--- PROBLEM TO SOLVE ---
Restate the data below word for word, keeping each line intact.

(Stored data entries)
────────────────────────────────────────

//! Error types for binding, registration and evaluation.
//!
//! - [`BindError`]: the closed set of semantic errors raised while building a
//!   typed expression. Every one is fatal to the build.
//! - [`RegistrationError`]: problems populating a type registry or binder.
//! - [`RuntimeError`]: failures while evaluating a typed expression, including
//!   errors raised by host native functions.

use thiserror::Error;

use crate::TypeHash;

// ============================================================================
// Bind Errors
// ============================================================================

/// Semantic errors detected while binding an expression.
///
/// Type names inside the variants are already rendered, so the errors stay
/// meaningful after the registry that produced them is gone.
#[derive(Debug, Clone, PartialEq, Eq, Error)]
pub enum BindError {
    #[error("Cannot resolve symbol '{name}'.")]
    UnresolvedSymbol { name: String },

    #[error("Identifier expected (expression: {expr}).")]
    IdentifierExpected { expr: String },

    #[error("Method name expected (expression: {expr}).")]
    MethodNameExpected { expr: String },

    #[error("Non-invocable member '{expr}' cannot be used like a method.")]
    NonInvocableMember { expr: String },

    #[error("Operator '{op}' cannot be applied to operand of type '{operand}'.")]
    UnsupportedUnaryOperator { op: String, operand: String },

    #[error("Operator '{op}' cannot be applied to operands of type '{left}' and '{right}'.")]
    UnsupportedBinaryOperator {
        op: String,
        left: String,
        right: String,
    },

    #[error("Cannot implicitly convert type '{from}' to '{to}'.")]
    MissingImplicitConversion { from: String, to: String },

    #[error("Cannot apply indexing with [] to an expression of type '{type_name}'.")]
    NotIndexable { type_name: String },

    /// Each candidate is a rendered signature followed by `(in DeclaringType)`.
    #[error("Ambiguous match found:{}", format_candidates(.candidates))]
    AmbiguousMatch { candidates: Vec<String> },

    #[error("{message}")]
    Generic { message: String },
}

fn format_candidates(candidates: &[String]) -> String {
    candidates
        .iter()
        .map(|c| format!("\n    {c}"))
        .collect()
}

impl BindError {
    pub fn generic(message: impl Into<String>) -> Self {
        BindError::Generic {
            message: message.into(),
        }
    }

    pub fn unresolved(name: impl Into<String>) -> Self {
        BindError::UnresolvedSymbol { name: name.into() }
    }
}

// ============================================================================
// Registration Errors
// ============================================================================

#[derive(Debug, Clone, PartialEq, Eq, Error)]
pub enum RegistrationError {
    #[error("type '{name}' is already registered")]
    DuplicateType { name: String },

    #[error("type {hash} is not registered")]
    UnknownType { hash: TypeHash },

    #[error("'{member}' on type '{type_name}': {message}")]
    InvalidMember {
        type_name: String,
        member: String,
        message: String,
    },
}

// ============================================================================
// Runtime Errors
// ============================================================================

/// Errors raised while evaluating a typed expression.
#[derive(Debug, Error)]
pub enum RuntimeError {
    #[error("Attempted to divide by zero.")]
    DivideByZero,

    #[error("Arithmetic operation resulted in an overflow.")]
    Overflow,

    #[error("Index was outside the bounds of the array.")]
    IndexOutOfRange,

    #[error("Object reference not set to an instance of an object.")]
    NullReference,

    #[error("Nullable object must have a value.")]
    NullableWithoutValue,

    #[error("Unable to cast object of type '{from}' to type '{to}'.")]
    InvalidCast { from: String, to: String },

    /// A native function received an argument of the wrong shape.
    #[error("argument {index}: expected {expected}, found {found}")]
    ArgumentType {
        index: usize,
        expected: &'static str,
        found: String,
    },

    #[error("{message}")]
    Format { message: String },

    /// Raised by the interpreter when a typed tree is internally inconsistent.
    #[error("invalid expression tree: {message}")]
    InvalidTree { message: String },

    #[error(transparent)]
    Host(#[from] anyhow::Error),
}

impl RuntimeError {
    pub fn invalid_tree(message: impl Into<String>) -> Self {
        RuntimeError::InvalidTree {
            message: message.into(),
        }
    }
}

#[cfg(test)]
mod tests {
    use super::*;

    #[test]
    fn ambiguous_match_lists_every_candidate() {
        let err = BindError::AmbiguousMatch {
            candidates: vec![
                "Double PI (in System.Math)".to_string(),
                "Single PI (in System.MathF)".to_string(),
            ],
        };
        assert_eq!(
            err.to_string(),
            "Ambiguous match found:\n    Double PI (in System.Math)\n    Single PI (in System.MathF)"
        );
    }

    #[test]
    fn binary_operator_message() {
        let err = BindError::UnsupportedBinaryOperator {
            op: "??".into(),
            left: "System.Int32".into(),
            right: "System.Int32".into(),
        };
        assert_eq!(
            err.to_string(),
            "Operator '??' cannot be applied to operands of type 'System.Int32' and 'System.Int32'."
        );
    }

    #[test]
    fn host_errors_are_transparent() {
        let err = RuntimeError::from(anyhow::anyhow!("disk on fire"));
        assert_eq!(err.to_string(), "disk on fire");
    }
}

────────────────────────────────────────

--- WRITTEN ANSWER ---
//! Error types for binding, registration and evaluation.
//!
//! - [`BindError`]: the closed set of semantic errors raised while building a
//!   typed expression. Every one is fatal to the build.
//! - [`RegistrationError`]: problems populating a type registry or binder.
//! - [`RuntimeError`]: failures while evaluating a typed expression, including
//!   errors raised by host native functions.

use thiserror::Error;

use crate::TypeHash;

// ============================================================================
// Bind Errors
// ============================================================================

/// Semantic errors detected while binding an expression.
///
/// Type names inside the variants are already rendered, so the errors stay
/// meaningful after the registry that produced them is gone.
#[derive(Debug, Clone, PartialEq, Eq, Error)]
pub enum BindError {
    #[error("Cannot resolve symbol '{name}'.")]
    UnresolvedSymbol { name: String },

    #[error("Identifier expected (expression: {expr}).")]
    IdentifierExpected { expr: String },

    #[error("Method name expected (expression: {expr}).")]
    MethodNameExpected { expr: String },

    #[error("Non-invocable member '{expr}' cannot be used like a method.")]
    NonInvocableMember { expr: String },

    #[error("Operator '{op}' cannot be applied to operand of type '{operand}'.")]
    UnsupportedUnaryOperator { op: String, operand: String },

    #[error("Operator '{op}' cannot be applied to operands of type '{left}' and '{right}'.")]
    UnsupportedBinaryOperator {
        op: String,
        left: String,
        right: String,
    },

    #[error("Cannot implicitly convert type '{from}' to '{to}'.")]
    MissingImplicitConversion { from: String, to: String },

    #[error("Cannot apply indexing with [] to an expression of type '{type_name}'.")]
    NotIndexable { type_name: String },

    /// Each candidate is a rendered signature followed by `(in DeclaringType)`.
    #[error("Ambiguous match found:{}", format_candidates(.candidates))]
    AmbiguousMatch { candidates: Vec<String> },

    #[error("{message}")]
    Generic { message: String },
}

fn format_candidates(candidates: &[String]) -> String {
    candidates
        .iter()
        .map(|c| format!("\n    {c}"))
        .collect()
}

impl BindError {
    pub fn generic(message: impl Into<String>) -> Self {
        BindError::Generic {
            message: message.into(),
        }
    }

    pub fn unresolved(name: impl Into<String>) -> Self {
        BindError::UnresolvedSymbol { name: name.into() }
    }
}

// ============================================================================
// Registration Errors
// ============================================================================

#[derive(Debug, Clone, PartialEq, Eq, Error)]
pub enum RegistrationError {
    #[error("type '{name}' is already registered")]
    DuplicateType { name: String },

    #[error("type {hash} is not registered")]
    UnknownType { hash: TypeHash },

    #[error("'{member}' on type '{type_name}': {message}")]
    InvalidMember {
        type_name: String,
        member: String,
        message: String,
    },
}

// ============================================================================
// Runtime Errors
// ============================================================================

/// Errors raised while evaluating a typed expression.
#[derive(Debug, Error)]
pub enum RuntimeError {
    #[error("Attempted to divide by zero.")]
    DivideByZero,

    #[error("Arithmetic operation resulted in an overflow.")]
    Overflow,

    #[error("Index was outside the bounds of the array.")]
    IndexOutOfRange,

    #[error("Object reference not set to an instance of an object.")]
    NullReference,

    #[error("Nullable object must have a value.")]
    NullableWithoutValue,

    #[error("Unable to cast object of type '{from}' to type '{to}'.")]
    InvalidCast { from: String, to: String },

    /// A native function received an argument of the wrong shape.
    #[error("argument {index}: expected {expected}, found {found}")]
    ArgumentType {
        index: usize,
        expected: &'static str,
        found: String,
    },

    #[error("{message}")]
    Format { message: String },

    /// Raised by the interpreter when a typed tree is internally inconsistent.
    #[error("invalid expression tree: {message}")]
    InvalidTree { message: String },

    #[error(transparent)]
    Host(#[from] anyhow::Error),
}

impl RuntimeError {
    pub fn invalid_tree(message: impl Into<String>) -> Self {
        RuntimeError::InvalidTree {
            message: message.into(),
        }
    }
}

#[cfg(test)]
mod tests {
    use super::*;

    #[test]
    fn ambiguous_match_lists_every_candidate() {
        let err = BindError::AmbiguousMatch {
            candidates: vec![
                "Double PI (in System.Math)".to_string(),
                "Single PI (in System.MathF)".to_string(),
            ],
        };
        assert_eq!(
            err.to_string(),
            "Ambiguous match found:\n    Double PI (in System.Math)\n    Single PI (in System.MathF)"
        );
    }

    #[test]
    fn binary_operator_message() {
        let err = BindError::UnsupportedBinaryOperator {
            op: "??".into(),
            left: "System.Int32".into(),
            right: "System.Int32".into(),
        };
        assert_eq!(
            err.to_string(),
            "Operator '??' cannot be applied to operands of type 'System.Int32' and 'System.Int32'."
        );
    }

    #[test]
    fn host_errors_are_transparent() {
        let err = RuntimeError::from(anyhow::anyhow!("disk on fire"));
        assert_eq!(err.to_string(), "disk on fire");
    }
}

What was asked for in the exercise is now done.